◆ **AVAILABLE RECORDS**
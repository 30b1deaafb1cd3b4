//! Common types used throughout drcom-rs

use std::fmt;
use std::str::FromStr;

/// MAC Address (6 bytes)
///
/// The login packet treats the adapter address as a 48-bit integer, so the
/// conversions to and from `u64` are the primary constructors.
#[derive(Debug, Clone, Copy, PartialEq, Eq, Hash, Default)]
pub struct MacAddr(pub [u8; 6]);

impl MacAddr {
    /// Create a new MAC address
    pub const fn new(bytes: [u8; 6]) -> Self {
        Self(bytes)
    }

    /// Zero MAC address (00:00:00:00:00:00)
    pub const fn zero() -> Self {
        Self([0x00; 6])
    }

    /// Build from the low 48 bits of an integer
    pub fn from_u64(value: u64) -> Self {
        let be = value.to_be_bytes();
        let mut bytes = [0u8; 6];
        bytes.copy_from_slice(&be[2..]);
        Self(bytes)
    }

    /// Interpret the address as a big-endian 48-bit integer
    pub fn to_u64(self) -> u64 {
        let mut be = [0u8; 8];
        be[2..].copy_from_slice(&self.0);
        u64::from_be_bytes(be)
    }

    /// Convert to array
    pub fn octets(&self) -> [u8; 6] {
        self.0
    }
}

impl fmt::Display for MacAddr {
    fn fmt(&self, f: &mut fmt::Formatter<'_>) -> fmt::Result {
        write!(
            f,
            "{:02x}:{:02x}:{:02x}:{:02x}:{:02x}:{:02x}",
            self.0[0], self.0[1], self.0[2], self.0[3], self.0[4], self.0[5]
        )
    }
}

impl FromStr for MacAddr {
    type Err = crate::Error;

    /// Accepts `aa:bb:cc:dd:ee:ff`, `aa-bb-cc-dd-ee-ff` or a bare `0x`-prefixed integer
    fn from_str(s: &str) -> Result<Self, Self::Err> {
        let s = s.trim();

        if let Some(hex) = s.strip_prefix("0x").or_else(|| s.strip_prefix("0X")) {
            let value = u64::from_str_radix(hex, 16)
                .map_err(|_| crate::Error::invalid_address(s, "Invalid MAC address hex"))?;
            if value > 0xFFFF_FFFF_FFFF {
                return Err(crate::Error::invalid_address(s, "MAC address wider than 48 bits"));
            }
            return Ok(Self::from_u64(value));
        }

        let parts: Vec<&str> = s.split([':', '-']).collect();
        if parts.len() != 6 {
            return Err(crate::Error::invalid_address(s, "Invalid MAC address format"));
        }

        let mut bytes = [0u8; 6];
        for (i, part) in parts.iter().enumerate() {
            bytes[i] = u8::from_str_radix(part, 16)
                .map_err(|_| crate::Error::invalid_address(s, "Invalid MAC address hex"))?;
        }

        Ok(MacAddr(bytes))
    }
}

/// 4-byte value issued by the gateway in every challenge reply
#[derive(Debug, Clone, Copy, PartialEq, Eq)]
pub struct Salt(pub [u8; 4]);

impl fmt::Display for Salt {
    fn fmt(&self, f: &mut fmt::Formatter<'_>) -> fmt::Result {
        for b in self.0 {
            write!(f, "{b:02x}")?;
        }
        Ok(())
    }
}

/// 16-byte token issued by the gateway on a successful login
#[derive(Debug, Clone, Copy, PartialEq, Eq)]
pub struct AuthInfo(pub [u8; 16]);

impl AuthInfo {
    pub fn as_bytes(&self) -> &[u8] {
        &self.0
    }
}

/// Last 4 bytes echoed by the gateway in a keepalive reply
#[derive(Debug, Clone, Copy, PartialEq, Eq, Default)]
pub struct Tail(pub [u8; 4]);

impl Tail {
    /// Tail used before any keepalive exchange
    pub const ZERO: Tail = Tail([0; 4]);

    pub fn as_bytes(&self) -> &[u8] {
        &self.0
    }
}

/// Default gateway UDP port
pub const DRCOM_PORT: u16 = 61440;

◆ **ABOUT THIS EXERCISE**
Your answer must consist only of the lines from the start of the records above through the line with "integer, so the", each retyped exactly.

◆ **YOUR RESPONSE**
repository 30b1deaafb1cd3b4
//! Common types used throughout drcom-rs

use std::fmt;
use std::str::FromStr;

/// MAC Address (6 bytes)
///
/// The login packet treats the adapter address as a 48-bit integer, so the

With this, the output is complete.